[Work item]: Beginning with the line below that contains "mod memory;" and ending with the line that contains "fn list(&self, user_id: UserId)", copy every line exactly. Copy nothing else.

[Records supplied]:
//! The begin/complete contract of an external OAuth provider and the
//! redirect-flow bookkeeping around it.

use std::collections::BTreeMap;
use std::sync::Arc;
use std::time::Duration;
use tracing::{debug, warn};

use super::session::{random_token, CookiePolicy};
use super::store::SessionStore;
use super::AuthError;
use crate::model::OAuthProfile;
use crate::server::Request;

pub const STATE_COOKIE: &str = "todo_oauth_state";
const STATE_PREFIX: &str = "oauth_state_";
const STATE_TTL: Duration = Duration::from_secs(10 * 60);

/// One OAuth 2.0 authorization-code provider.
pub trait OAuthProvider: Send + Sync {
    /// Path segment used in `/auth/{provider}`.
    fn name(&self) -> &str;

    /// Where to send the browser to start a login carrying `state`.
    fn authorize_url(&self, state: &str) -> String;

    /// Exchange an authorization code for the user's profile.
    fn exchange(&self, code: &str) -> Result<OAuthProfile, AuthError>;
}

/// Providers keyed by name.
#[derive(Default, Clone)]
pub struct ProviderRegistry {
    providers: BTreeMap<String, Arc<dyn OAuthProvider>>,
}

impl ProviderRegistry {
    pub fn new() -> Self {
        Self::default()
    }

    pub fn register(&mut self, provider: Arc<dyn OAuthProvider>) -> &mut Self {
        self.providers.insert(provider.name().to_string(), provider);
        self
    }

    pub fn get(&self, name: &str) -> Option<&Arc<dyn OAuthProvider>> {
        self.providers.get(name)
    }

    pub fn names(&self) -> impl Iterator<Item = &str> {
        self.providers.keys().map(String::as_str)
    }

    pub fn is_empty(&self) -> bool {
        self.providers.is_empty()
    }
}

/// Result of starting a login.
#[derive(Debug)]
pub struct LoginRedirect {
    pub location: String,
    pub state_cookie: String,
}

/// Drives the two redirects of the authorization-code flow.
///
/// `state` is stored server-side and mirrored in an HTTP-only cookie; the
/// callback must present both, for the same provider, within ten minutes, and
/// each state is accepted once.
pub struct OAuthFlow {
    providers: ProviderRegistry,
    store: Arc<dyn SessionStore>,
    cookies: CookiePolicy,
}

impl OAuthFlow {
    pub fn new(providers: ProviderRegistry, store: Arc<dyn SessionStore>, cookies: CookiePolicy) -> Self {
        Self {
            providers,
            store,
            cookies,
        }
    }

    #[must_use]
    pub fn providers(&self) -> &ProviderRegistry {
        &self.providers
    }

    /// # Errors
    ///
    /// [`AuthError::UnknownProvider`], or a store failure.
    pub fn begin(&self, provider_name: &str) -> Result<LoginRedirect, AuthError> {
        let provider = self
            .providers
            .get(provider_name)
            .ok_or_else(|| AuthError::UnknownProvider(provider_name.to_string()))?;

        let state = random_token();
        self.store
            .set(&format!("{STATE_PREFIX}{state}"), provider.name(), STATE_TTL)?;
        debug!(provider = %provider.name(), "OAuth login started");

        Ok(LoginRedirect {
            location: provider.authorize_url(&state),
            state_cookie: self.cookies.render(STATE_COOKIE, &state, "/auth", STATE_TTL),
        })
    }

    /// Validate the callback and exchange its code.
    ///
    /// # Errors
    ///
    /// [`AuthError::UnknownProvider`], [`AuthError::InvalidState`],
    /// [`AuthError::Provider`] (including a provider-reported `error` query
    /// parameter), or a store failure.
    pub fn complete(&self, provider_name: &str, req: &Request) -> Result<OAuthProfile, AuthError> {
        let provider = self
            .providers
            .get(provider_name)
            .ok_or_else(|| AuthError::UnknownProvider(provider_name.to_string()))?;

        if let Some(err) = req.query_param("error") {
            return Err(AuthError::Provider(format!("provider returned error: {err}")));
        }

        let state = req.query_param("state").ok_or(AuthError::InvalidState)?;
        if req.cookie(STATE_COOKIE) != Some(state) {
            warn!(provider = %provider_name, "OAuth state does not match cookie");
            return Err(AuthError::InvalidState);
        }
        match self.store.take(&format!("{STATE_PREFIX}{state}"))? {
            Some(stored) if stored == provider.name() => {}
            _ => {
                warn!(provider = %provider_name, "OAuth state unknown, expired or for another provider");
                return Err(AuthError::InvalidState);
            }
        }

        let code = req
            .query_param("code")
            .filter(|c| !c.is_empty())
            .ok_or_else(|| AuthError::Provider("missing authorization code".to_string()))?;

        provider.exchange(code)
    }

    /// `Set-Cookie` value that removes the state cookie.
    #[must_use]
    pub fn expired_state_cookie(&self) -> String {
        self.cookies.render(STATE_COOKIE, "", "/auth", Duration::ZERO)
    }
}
...
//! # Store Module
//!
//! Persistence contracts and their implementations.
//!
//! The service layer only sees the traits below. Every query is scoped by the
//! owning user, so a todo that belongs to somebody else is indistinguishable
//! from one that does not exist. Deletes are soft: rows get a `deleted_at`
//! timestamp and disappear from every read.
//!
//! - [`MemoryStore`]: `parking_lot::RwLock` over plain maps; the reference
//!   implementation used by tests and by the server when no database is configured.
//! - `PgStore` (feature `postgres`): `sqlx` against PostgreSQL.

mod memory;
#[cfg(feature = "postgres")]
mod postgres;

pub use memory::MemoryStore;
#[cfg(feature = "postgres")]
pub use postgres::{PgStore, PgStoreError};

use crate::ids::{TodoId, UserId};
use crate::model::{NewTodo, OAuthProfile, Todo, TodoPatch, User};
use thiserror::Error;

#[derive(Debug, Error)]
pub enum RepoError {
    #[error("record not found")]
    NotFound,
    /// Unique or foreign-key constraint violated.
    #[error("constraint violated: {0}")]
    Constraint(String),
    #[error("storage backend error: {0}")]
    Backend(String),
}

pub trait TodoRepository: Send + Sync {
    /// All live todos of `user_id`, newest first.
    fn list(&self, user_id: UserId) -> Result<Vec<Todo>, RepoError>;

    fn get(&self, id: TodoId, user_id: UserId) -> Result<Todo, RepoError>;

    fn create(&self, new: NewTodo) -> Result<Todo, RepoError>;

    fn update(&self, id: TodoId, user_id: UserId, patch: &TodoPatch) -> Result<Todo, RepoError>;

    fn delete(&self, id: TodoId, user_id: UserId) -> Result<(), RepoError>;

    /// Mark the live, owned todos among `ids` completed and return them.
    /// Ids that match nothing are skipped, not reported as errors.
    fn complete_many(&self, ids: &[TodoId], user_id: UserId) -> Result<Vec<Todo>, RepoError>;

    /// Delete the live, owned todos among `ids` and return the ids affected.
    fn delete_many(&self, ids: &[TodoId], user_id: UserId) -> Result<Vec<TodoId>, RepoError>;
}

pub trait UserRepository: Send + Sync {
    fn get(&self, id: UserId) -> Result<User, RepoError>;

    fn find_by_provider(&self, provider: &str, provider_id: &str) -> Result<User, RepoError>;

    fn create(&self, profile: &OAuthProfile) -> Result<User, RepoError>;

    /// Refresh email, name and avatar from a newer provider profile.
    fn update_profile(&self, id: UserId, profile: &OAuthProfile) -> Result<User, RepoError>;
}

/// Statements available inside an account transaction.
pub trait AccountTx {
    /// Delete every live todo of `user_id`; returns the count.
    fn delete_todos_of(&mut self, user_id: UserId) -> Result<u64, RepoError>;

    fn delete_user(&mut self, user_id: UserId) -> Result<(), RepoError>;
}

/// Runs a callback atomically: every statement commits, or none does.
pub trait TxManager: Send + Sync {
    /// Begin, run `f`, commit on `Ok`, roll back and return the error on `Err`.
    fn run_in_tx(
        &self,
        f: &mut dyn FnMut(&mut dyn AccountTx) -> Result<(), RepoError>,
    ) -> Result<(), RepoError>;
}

[Response to this exercise]:
mod memory;
#[cfg(feature = "postgres")]
mod postgres;

pub use memory::MemoryStore;
#[cfg(feature = "postgres")]
pub use postgres::{PgStore, PgStoreError};

use crate::ids::{TodoId, UserId};
use crate::model::{NewTodo, OAuthProfile, Todo, TodoPatch, User};
use thiserror::Error;

#[derive(Debug, Error)]
pub enum RepoError {
    #[error("record not found")]
    NotFound,
    /// Unique or foreign-key constraint violated.
    #[error("constraint violated: {0}")]
    Constraint(String),
    #[error("storage backend error: {0}")]
    Backend(String),
}

pub trait TodoRepository: Send + Sync {
    /// All live todos of `user_id`, newest first.
    fn list(&self, user_id: UserId) -> Result<Vec<Todo>, RepoError>;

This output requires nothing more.